■ **Brief**
In full and without edits, write out the data that follows.

++++ Data excerpts ++++

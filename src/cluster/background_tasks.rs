//! Background task orchestration for a shard.
//!
//! A `BackgroundTaskRegistry` owns the long-lived tasks of a shard (today the
//! membership reconciler) and gives them one lifecycle:
//! - tasks are registered by name and visible to health checks
//! - one broadcast signal stops every task
//! - tasks that ignore the signal are aborted after a timeout
//!
//! Tasks are spawned with [`spawn_cooperative`](BackgroundTaskRegistry::spawn_cooperative),
//! which hands each one its own [`ShutdownSignal`] so that it can finish
//! cleanly (for example to deregister from the engine before it stops).
//!
//! # Example
//!
//! ```rust,no_run
//! use jetlog::cluster::background_tasks::{BackgroundTaskRegistry, TaskStatus};
//! use std::time::Duration;
//!
//! #[tokio::main]
//! async fn main() {
//!     let mut registry = BackgroundTaskRegistry::new();
//!
//!     registry.spawn_cooperative("reconciler", |mut shutdown| async move {
//!         loop {
//!             tokio::select! {
//!                 _ = shutdown.recv() => break,
//!                 _ = tokio::time::sleep(Duration::from_secs(1)) => {}
//!             }
//!         }
//!     });
//!
//!     for (name, status) in registry.health_check() {
//!         println!("{}: {}", name, if status == TaskStatus::Running { "OK" } else { "STOPPED" });
//!     }
//!
//!     registry.shutdown_all_with_timeout(Duration::from_secs(5)).await;
//! }
//! ```

use std::collections::HashMap;
use std::future::Future;
use std::sync::Arc;
use std::time::Duration;

use tokio::sync::{RwLock, broadcast};
use tokio::task::JoinHandle;

/// Status of a background task.
#[derive(Debug, Clone, Copy, PartialEq, Eq)]
pub enum TaskStatus {
    /// Task is currently running.
    Running,
    /// Task finished (returned, panicked or was cancelled).
    Finished,
}

impl TaskStatus {
    /// Long-lived tasks are only healthy while they run.
    pub fn is_healthy(&self) -> bool {
        matches!(self, TaskStatus::Running)
    }
}

/// Shutdown notification handed to cooperative tasks.
pub struct ShutdownSignal {
    receiver: broadcast::Receiver<()>,
}

impl ShutdownSignal {
    /// Wait until shutdown is requested.
    ///
    /// Also returns if the registry is dropped.
    pub async fn recv(&mut self) {
        let _ = self.receiver.recv().await;
    }
}

/// Registry of named background tasks with a shared shutdown signal.
pub struct BackgroundTaskRegistry {
    /// Registered tasks by name.
    tasks: HashMap<&'static str, JoinHandle<()>>,
    /// Shutdown signal sender.
    shutdown_tx: broadcast::Sender<()>,
    /// Whether shutdown has been initiated.
    shutting_down: bool,
}

impl BackgroundTaskRegistry {
    /// Create a new task registry.
    pub fn new() -> Self {
        let (shutdown_tx, _) = broadcast::channel(1);
        Self {
            tasks: HashMap::new(),
            shutdown_tx,
            shutting_down: false,
        }
    }

    /// Spawn a named task that observes the shutdown signal itself.
    ///
    /// The task is expected to return promptly once the signal fires; if it
    /// does not, shutdown aborts it after the timeout.
    pub fn spawn_cooperative<F, Fut>(&mut self, name: &'static str, task: F)
    where
        F: FnOnce(ShutdownSignal) -> Fut,
        Fut: Future<Output = ()> + Send + 'static,
    {
        let signal = ShutdownSignal {
            receiver: self.shutdown_tx.subscribe(),
        };
        let task = task(signal);
        self.register(name, async move {
            task.await;
            tracing::debug!(task = name, "Task exited");
        });
    }

    fn register<F>(&mut self, name: &'static str, task: F)
    where
        F: Future<Output = ()> + Send + 'static,
    {
        if self.shutting_down {
            tracing::warn!(task = name, "Ignoring spawn during shutdown");
            return;
        }

        // If a task with this name exists, abort it first
        if let Some(old_handle) = self.tasks.remove(name) {
            old_handle.abort();
            tracing::debug!(task = name, "Aborted previous task instance");
        }

        let handle = tokio::spawn(task);
        tracing::info!(task = name, "Spawned background task");

        self.tasks.insert(name, handle);
    }

    /// Get the status of all tasks, sorted by name.
    pub fn health_check(&self) -> Vec<(&'static str, TaskStatus)> {
        let mut health: Vec<_> = self
            .tasks
            .iter()
            .map(|(name, handle)| {
                let status = if handle.is_finished() {
                    TaskStatus::Finished
                } else {
                    TaskStatus::Running
                };
                (*name, status)
            })
            .collect();
        health.sort_by_key(|(name, _)| *name);
        health
    }

    /// Signal shutdown and wait for every task to finish.
    ///
    /// Tasks still running when `timeout` expires are aborted.
    pub async fn shutdown_all_with_timeout(&mut self, timeout: Duration) {
        if self.shutting_down {
            return;
        }
        self.shutting_down = true;

        tracing::info!(
            task_count = self.tasks.len(),
            "Initiating background task shutdown"
        );

        let _ = self.shutdown_tx.send(());

        let deadline = tokio::time::Instant::now() + timeout;

        for (name, mut handle) in self.tasks.drain() {
            let remaining = deadline.saturating_duration_since(tokio::time::Instant::now());

            match tokio::time::timeout(remaining, &mut handle).await {
                Ok(Ok(())) => {
                    tracing::debug!(task = name, "Task shutdown complete");
                }
                Ok(Err(e)) => {
                    tracing::warn!(task = name, error = %e, "Task panicked during shutdown");
                }
                Err(_) => {
                    tracing::warn!(task = name, "Task did not respond to shutdown, aborting");
                    handle.abort();
                }
            }
        }

        tracing::info!("All background tasks shutdown complete");
    }
}

impl Default for BackgroundTaskRegistry {
    fn default() -> Self {
        Self::new()
    }
}

impl Drop for BackgroundTaskRegistry {
    fn drop(&mut self) {
        if !self.shutting_down {
            let _ = self.shutdown_tx.send(());
            for (name, handle) in self.tasks.drain() {
                tracing::debug!(task = name, "Aborting task on registry drop");
                handle.abort();
            }
        }
    }
}

/// Thread-safe wrapper around BackgroundTaskRegistry.
#[derive(Clone, Default)]
pub struct SharedTaskRegistry {
    inner: Arc<RwLock<BackgroundTaskRegistry>>,
}

impl SharedTaskRegistry {
    /// Create a new shared registry.
    pub fn new() -> Self {
        Self::default()
    }

    /// Spawn a named task that observes the shutdown signal itself.
    pub async fn spawn_cooperative<F, Fut>(&self, name: &'static str, task: F)
    where
        F: FnOnce(ShutdownSignal) -> Fut,
        Fut: Future<Output = ()> + Send + 'static,
    {
        self.inner.write().await.spawn_cooperative(name, task);
    }

    /// Get health status of all tasks.
    pub async fn health_check(&self) -> Vec<(&'static str, TaskStatus)> {
        self.inner.read().await.health_check()
    }

    /// Shutdown all tasks with a custom timeout.
    pub async fn shutdown_all_with_timeout(&self, timeout: Duration) {
        self.inner
            .write()
            .await
            .shutdown_all_with_timeout(timeout)
            .await;
    }
}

++++

■ **Result below**
filename src/cluster/background_tasks.rs
//! Background task orchestration for a shard.
//!
//! A `BackgroundTaskRegistry` owns the long-lived tasks of a shard (today the
//! membership reconciler) and gives them one lifecycle:
//! - tasks are registered by name and visible to health checks
//! - one broadcast signal stops every task
//! - tasks that ignore the signal are aborted after a timeout
//!
//! Tasks are spawned with [`spawn_cooperative`](BackgroundTaskRegistry::spawn_cooperative),
//! which hands each one its own [`ShutdownSignal`] so that it can finish
//! cleanly (for example to deregister from the engine before it stops).
//!
//! # Example
//!
//! ```rust,no_run
//! use jetlog::cluster::background_tasks::{BackgroundTaskRegistry, TaskStatus};
//! use std::time::Duration;
//!
//! #[tokio::main]
//! async fn main() {
//!     let mut registry = BackgroundTaskRegistry::new();
//!
//!     registry.spawn_cooperative("reconciler", |mut shutdown| async move {
//!         loop {
//!             tokio::select! {
//!                 _ = shutdown.recv() => break,
//!                 _ = tokio::time::sleep(Duration::from_secs(1)) => {}
//!             }
//!         }
//!     });
//!
//!     for (name, status) in registry.health_check() {
//!         println!("{}: {}", name, if status == TaskStatus::Running { "OK" } else { "STOPPED" });
//!     }
//!
//!     registry.shutdown_all_with_timeout(Duration::from_secs(5)).await;
//! }
//! ```

use std::collections::HashMap;
use std::future::Future;
use std::sync::Arc;
use std::time::Duration;

use tokio::sync::{RwLock, broadcast};
use tokio::task::JoinHandle;

/// Status of a background task.
#[derive(Debug, Clone, Copy, PartialEq, Eq)]
pub enum TaskStatus {
    /// Task is currently running.
    Running,
    /// Task finished (returned, panicked or was cancelled).
    Finished,
}

impl TaskStatus {
    /// Long-lived tasks are only healthy while they run.
    pub fn is_healthy(&self) -> bool {
        matches!(self, TaskStatus::Running)
    }
}

/// Shutdown notification handed to cooperative tasks.
pub struct ShutdownSignal {
    receiver: broadcast::Receiver<()>,
}

impl ShutdownSignal {
    /// Wait until shutdown is requested.
    ///
    /// Also returns if the registry is dropped.
    pub async fn recv(&mut self) {
        let _ = self.receiver.recv().await;
    }
}

/// Registry of named background tasks with a shared shutdown signal.
pub struct BackgroundTaskRegistry {
    /// Registered tasks by name.
    tasks: HashMap<&'static str, JoinHandle<()>>,
    /// Shutdown signal sender.
    shutdown_tx: broadcast::Sender<()>,
    /// Whether shutdown has been initiated.
    shutting_down: bool,
}

impl BackgroundTaskRegistry {
    /// Create a new task registry.
    pub fn new() -> Self {
        let (shutdown_tx, _) = broadcast::channel(1);
        Self {
            tasks: HashMap::new(),
            shutdown_tx,
            shutting_down: false,
        }
    }

    /// Spawn a named task that observes the shutdown signal itself.
    ///
    /// The task is expected to return promptly once the signal fires; if it
    /// does not, shutdown aborts it after the timeout.
    pub fn spawn_cooperative<F, Fut>(&mut self, name: &'static str, task: F)
    where
        F: FnOnce(ShutdownSignal) -> Fut,
        Fut: Future<Output = ()> + Send + 'static,
    {
        let signal = ShutdownSignal {
            receiver: self.shutdown_tx.subscribe(),
        };
        let task = task(signal);
        self.register(name, async move {
            task.await;
            tracing::debug!(task = name, "Task exited");
        });
    }

    fn register<F>(&mut self, name: &'static str, task: F)
    where
        F: Future<Output = ()> + Send + 'static,
    {
        if self.shutting_down {
            tracing::warn!(task = name, "Ignoring spawn during shutdown");
            return;
        }

        // If a task with this name exists, abort it first
        if let Some(old_handle) = self.tasks.remove(name) {
            old_handle.abort();
            tracing::debug!(task = name, "Aborted previous task instance");
        }

        let handle = tokio::spawn(task);
        tracing::info!(task = name, "Spawned background task");

        self.tasks.insert(name, handle);
    }

    /// Get the status of all tasks, sorted by name.
    pub fn health_check(&self) -> Vec<(&'static str, TaskStatus)> {
        let mut health: Vec<_> = self
            .tasks
            .iter()
            .map(|(name, handle)| {
                let status = if handle.is_finished() {
                    TaskStatus::Finished
                } else {
                    TaskStatus::Running
                };
                (*name, status)
            })
            .collect();
        health.sort_by_key(|(name, _)| *name);
        health
    }

    /// Signal shutdown and wait for every task to finish.
    ///
    /// Tasks still running when `timeout` expires are aborted.
    pub async fn shutdown_all_with_timeout(&mut self, timeout: Duration) {
        if self.shutting_down {
            return;
        }
        self.shutting_down = true;

        tracing::info!(
            task_count = self.tasks.len(),
            "Initiating background task shutdown"
        );

        let _ = self.shutdown_tx.send(());

        let deadline = tokio::time::Instant::now() + timeout;

        for (name, mut handle) in self.tasks.drain() {
            let remaining = deadline.saturating_duration_since(tokio::time::Instant::now());

            match tokio::time::timeout(remaining, &mut handle).await {
                Ok(Ok(())) => {
                    tracing::debug!(task = name, "Task shutdown complete");
                }
                Ok(Err(e)) => {
                    tracing::warn!(task = name, error = %e, "Task panicked during shutdown");
                }
                Err(_) => {
                    tracing::warn!(task = name, "Task did not respond to shutdown, aborting");
                    handle.abort();
                }
            }
        }

        tracing::info!("All background tasks shutdown complete");
    }
}

impl Default for BackgroundTaskRegistry {
    fn default() -> Self {
        Self::new()
    }
}

impl Drop for BackgroundTaskRegistry {
    fn drop(&mut self) {
        if !self.shutting_down {
            let _ = self.shutdown_tx.send(());
            for (name, handle) in self.tasks.drain() {
                tracing::debug!(task = name, "Aborting task on registry drop");
                handle.abort();
            }
        }
    }
}

/// Thread-safe wrapper around BackgroundTaskRegistry.
#[derive(Clone, Default)]
pub struct SharedTaskRegistry {
    inner: Arc<RwLock<BackgroundTaskRegistry>>,
}

impl SharedTaskRegistry {
    /// Create a new shared registry.
    pub fn new() -> Self {
        Self::default()
    }

    /// Spawn a named task that observes the shutdown signal itself.
    pub async fn spawn_cooperative<F, Fut>(&self, name: &'static str, task: F)
    where
        F: FnOnce(ShutdownSignal) -> Fut,
        Fut: Future<Output = ()> + Send + 'static,
    {
        self.inner.write().await.spawn_cooperative(name, task);
    }

    /// Get health status of all tasks.
    pub async fn health_check(&self) -> Vec<(&'static str, TaskStatus)> {
        self.inner.read().await.health_check()
    }

    /// Shutdown all tasks with a custom timeout.
    pub async fn shutdown_all_with_timeout(&self, timeout: Duration) {
        self.inner
            .write()
            .await
            .shutdown_all_with_timeout(timeout)
            .await;
    }
}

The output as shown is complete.